#### Requirement:
A copy is needed of each line in the records that has the word "COALESCE".

[Stored data]
============

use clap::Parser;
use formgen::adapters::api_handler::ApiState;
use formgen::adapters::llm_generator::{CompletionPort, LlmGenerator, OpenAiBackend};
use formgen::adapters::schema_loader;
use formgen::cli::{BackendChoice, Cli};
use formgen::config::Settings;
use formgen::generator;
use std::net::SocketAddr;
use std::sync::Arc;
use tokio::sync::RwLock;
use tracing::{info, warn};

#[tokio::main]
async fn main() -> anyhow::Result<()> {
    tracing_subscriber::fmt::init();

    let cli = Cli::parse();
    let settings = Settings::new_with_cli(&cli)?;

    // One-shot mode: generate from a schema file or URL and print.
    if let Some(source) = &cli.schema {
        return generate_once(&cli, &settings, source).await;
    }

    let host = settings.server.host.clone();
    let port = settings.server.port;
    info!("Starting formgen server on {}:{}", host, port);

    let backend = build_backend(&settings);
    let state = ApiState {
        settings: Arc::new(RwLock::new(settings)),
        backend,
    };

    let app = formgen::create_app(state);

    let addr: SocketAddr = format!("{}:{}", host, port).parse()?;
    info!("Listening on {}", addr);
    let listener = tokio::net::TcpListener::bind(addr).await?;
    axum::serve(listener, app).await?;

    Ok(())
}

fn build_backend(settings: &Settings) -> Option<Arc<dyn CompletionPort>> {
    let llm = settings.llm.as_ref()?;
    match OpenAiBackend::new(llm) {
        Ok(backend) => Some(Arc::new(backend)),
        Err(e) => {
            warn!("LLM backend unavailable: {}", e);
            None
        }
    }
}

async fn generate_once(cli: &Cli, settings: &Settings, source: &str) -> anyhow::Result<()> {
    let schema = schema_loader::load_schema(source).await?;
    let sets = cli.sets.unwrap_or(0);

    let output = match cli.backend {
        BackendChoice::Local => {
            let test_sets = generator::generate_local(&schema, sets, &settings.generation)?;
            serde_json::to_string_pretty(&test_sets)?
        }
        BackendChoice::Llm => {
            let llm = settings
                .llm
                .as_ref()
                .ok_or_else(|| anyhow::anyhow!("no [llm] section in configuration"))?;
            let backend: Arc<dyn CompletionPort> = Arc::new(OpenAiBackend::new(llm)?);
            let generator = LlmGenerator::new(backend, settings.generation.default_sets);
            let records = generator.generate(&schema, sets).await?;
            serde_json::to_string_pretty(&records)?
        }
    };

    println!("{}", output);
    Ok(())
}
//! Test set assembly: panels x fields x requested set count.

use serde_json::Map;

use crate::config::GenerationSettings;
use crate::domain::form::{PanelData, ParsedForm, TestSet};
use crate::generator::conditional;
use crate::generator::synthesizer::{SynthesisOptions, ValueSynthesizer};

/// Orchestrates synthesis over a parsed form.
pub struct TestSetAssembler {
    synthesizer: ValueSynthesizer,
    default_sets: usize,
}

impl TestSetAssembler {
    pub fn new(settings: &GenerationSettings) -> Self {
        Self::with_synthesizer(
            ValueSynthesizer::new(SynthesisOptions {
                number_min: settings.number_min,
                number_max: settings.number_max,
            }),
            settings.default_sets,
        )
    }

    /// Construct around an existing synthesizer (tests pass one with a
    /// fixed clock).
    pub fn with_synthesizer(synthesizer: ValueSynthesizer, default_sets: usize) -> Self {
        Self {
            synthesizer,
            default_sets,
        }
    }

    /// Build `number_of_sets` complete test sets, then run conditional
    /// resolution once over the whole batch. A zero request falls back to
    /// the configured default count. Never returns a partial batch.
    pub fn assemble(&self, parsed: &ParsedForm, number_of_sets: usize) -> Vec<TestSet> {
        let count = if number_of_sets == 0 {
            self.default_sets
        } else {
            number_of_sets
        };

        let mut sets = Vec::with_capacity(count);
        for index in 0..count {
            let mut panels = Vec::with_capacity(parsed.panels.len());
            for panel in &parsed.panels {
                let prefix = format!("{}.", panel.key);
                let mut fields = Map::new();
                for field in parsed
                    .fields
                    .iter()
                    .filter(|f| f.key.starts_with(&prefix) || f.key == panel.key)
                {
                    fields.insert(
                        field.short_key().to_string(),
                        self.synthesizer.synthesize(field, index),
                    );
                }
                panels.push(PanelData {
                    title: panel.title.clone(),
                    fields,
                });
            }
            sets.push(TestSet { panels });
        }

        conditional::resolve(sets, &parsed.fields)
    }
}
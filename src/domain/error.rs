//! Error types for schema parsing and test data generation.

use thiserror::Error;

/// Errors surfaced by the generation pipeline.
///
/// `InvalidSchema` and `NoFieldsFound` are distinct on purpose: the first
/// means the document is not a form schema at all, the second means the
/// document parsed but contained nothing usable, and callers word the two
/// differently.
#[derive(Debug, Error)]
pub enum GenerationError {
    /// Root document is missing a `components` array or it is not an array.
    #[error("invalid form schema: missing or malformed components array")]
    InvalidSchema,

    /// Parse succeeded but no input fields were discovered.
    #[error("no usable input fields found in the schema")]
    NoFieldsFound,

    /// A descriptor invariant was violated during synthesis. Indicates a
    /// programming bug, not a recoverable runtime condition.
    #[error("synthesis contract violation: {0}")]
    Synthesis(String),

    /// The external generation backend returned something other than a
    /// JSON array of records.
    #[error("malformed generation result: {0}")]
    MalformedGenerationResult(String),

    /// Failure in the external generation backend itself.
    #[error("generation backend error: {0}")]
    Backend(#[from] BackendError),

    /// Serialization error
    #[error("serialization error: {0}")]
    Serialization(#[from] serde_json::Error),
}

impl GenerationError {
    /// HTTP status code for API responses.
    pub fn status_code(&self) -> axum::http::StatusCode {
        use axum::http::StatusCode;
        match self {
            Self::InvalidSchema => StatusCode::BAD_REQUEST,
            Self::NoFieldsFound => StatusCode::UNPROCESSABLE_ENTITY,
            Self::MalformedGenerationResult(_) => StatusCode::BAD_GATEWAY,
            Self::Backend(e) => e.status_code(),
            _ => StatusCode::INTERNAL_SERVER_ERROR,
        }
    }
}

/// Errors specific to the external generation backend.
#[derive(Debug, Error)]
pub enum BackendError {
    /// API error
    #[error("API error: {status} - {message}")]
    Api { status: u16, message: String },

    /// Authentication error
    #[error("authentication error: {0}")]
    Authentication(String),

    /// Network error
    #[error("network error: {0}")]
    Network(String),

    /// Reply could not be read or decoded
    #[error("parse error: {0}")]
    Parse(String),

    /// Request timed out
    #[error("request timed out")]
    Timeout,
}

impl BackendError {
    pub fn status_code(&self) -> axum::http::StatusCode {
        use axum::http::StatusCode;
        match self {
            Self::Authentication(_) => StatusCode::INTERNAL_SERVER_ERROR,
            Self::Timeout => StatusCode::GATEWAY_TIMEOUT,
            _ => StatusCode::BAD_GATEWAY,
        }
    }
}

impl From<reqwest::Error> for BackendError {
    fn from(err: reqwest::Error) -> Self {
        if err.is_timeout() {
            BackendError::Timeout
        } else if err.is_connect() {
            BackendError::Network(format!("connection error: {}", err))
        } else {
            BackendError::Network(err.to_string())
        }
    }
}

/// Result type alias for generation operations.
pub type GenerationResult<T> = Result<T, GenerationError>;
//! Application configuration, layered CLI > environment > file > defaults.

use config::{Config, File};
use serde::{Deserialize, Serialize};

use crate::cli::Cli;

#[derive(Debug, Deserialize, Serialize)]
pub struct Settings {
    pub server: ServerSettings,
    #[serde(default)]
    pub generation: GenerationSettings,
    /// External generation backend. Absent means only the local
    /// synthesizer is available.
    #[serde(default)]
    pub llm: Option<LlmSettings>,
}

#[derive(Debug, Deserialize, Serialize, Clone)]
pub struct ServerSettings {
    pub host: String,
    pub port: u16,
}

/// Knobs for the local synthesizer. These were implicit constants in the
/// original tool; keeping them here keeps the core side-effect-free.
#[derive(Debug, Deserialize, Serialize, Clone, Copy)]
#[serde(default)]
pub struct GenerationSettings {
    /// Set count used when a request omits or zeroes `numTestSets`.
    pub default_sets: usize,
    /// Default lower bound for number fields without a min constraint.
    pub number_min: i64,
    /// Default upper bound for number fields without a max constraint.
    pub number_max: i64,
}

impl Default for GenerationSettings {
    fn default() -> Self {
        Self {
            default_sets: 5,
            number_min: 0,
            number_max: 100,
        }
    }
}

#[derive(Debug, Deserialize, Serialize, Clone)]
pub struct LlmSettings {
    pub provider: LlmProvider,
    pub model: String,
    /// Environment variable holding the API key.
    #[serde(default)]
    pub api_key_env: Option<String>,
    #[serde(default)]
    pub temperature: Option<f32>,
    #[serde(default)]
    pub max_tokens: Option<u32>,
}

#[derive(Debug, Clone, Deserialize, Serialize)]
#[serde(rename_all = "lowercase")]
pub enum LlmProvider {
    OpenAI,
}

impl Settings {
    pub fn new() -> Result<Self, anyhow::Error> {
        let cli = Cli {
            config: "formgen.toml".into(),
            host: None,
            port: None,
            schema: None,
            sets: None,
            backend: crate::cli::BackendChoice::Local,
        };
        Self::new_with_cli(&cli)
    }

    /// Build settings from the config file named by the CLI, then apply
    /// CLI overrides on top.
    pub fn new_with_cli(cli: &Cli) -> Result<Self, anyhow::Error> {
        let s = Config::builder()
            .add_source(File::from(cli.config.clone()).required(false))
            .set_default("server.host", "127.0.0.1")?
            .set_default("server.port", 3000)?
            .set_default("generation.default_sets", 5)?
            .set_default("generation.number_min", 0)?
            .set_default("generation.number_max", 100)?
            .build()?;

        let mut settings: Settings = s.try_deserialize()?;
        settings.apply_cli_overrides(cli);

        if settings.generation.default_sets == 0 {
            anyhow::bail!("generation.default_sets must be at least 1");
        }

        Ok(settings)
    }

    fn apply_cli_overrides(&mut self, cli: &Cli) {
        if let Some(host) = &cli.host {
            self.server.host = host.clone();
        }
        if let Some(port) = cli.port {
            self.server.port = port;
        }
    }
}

============

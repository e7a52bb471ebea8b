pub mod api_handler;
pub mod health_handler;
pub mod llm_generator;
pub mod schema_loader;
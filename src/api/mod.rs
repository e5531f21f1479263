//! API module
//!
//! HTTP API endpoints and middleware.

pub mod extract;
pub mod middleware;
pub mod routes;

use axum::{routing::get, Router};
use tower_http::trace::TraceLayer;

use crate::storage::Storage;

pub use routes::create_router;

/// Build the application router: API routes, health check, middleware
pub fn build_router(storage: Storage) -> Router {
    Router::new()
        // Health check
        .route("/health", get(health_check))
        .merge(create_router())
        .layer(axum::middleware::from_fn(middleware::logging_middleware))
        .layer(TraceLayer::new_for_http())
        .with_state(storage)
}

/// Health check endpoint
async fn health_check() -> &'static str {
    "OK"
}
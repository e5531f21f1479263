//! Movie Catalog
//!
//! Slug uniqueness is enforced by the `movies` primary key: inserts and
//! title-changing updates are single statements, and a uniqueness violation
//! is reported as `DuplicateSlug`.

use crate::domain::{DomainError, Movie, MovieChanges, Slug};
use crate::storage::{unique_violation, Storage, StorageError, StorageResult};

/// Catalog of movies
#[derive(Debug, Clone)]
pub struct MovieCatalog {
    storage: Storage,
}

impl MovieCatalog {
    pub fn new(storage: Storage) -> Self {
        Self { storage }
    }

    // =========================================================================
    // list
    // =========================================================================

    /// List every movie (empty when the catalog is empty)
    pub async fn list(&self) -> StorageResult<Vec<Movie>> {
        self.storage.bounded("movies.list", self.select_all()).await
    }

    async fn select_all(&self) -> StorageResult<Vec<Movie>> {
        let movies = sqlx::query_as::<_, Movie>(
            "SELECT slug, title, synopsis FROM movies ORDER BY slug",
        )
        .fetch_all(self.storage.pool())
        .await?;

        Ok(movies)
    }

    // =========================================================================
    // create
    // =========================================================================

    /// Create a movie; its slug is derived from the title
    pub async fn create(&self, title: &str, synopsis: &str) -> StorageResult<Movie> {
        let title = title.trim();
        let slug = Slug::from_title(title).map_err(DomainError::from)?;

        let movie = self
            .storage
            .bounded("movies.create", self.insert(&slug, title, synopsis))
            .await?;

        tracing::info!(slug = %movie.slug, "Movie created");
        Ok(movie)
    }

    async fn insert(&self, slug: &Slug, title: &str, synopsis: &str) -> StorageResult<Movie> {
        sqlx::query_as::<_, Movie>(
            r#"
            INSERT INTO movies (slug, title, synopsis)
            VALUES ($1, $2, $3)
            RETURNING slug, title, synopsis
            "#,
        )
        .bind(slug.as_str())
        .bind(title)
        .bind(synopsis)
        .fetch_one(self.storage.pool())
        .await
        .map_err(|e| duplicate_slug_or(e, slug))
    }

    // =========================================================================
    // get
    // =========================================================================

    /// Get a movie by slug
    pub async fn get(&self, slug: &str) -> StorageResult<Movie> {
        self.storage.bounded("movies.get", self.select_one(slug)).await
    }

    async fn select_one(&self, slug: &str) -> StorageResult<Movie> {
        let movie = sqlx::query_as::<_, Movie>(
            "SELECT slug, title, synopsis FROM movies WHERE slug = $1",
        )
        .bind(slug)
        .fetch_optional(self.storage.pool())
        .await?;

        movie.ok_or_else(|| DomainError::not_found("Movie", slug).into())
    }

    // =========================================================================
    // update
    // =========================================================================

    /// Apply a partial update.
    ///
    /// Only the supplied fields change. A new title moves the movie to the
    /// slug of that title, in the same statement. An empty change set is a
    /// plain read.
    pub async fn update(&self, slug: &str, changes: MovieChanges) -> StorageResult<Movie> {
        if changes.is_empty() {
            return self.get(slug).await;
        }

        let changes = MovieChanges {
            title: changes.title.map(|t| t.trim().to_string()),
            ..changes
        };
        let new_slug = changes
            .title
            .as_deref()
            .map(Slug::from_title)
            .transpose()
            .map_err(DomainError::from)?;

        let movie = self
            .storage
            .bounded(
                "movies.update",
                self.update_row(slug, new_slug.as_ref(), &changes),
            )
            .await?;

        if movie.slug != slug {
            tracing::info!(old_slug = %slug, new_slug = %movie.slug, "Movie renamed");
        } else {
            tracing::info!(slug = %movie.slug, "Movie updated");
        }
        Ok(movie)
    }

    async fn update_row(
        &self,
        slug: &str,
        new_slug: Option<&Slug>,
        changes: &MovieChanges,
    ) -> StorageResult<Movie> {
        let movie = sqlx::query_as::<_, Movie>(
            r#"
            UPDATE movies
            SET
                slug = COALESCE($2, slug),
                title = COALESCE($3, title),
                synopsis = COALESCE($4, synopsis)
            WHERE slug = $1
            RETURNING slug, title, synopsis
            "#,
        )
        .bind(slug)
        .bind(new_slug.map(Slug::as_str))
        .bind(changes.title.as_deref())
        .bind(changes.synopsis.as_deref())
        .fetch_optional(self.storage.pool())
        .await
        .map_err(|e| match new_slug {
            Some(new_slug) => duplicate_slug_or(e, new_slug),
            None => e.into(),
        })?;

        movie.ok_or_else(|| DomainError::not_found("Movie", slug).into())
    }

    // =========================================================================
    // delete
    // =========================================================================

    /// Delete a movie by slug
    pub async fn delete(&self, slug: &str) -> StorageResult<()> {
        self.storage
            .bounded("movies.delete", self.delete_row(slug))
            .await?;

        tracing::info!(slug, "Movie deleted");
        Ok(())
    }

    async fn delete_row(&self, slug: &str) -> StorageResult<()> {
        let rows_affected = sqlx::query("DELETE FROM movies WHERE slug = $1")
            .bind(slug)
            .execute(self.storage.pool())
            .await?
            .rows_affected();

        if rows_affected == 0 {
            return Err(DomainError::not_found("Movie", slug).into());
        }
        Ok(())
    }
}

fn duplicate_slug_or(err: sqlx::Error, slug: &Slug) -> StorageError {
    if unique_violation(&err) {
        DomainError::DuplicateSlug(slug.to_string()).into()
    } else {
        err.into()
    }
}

============

#### Solution to the exercise:
                slug = COALESCE($2, slug),
                title = COALESCE($3, title),
                synopsis = COALESCE($4, synopsis)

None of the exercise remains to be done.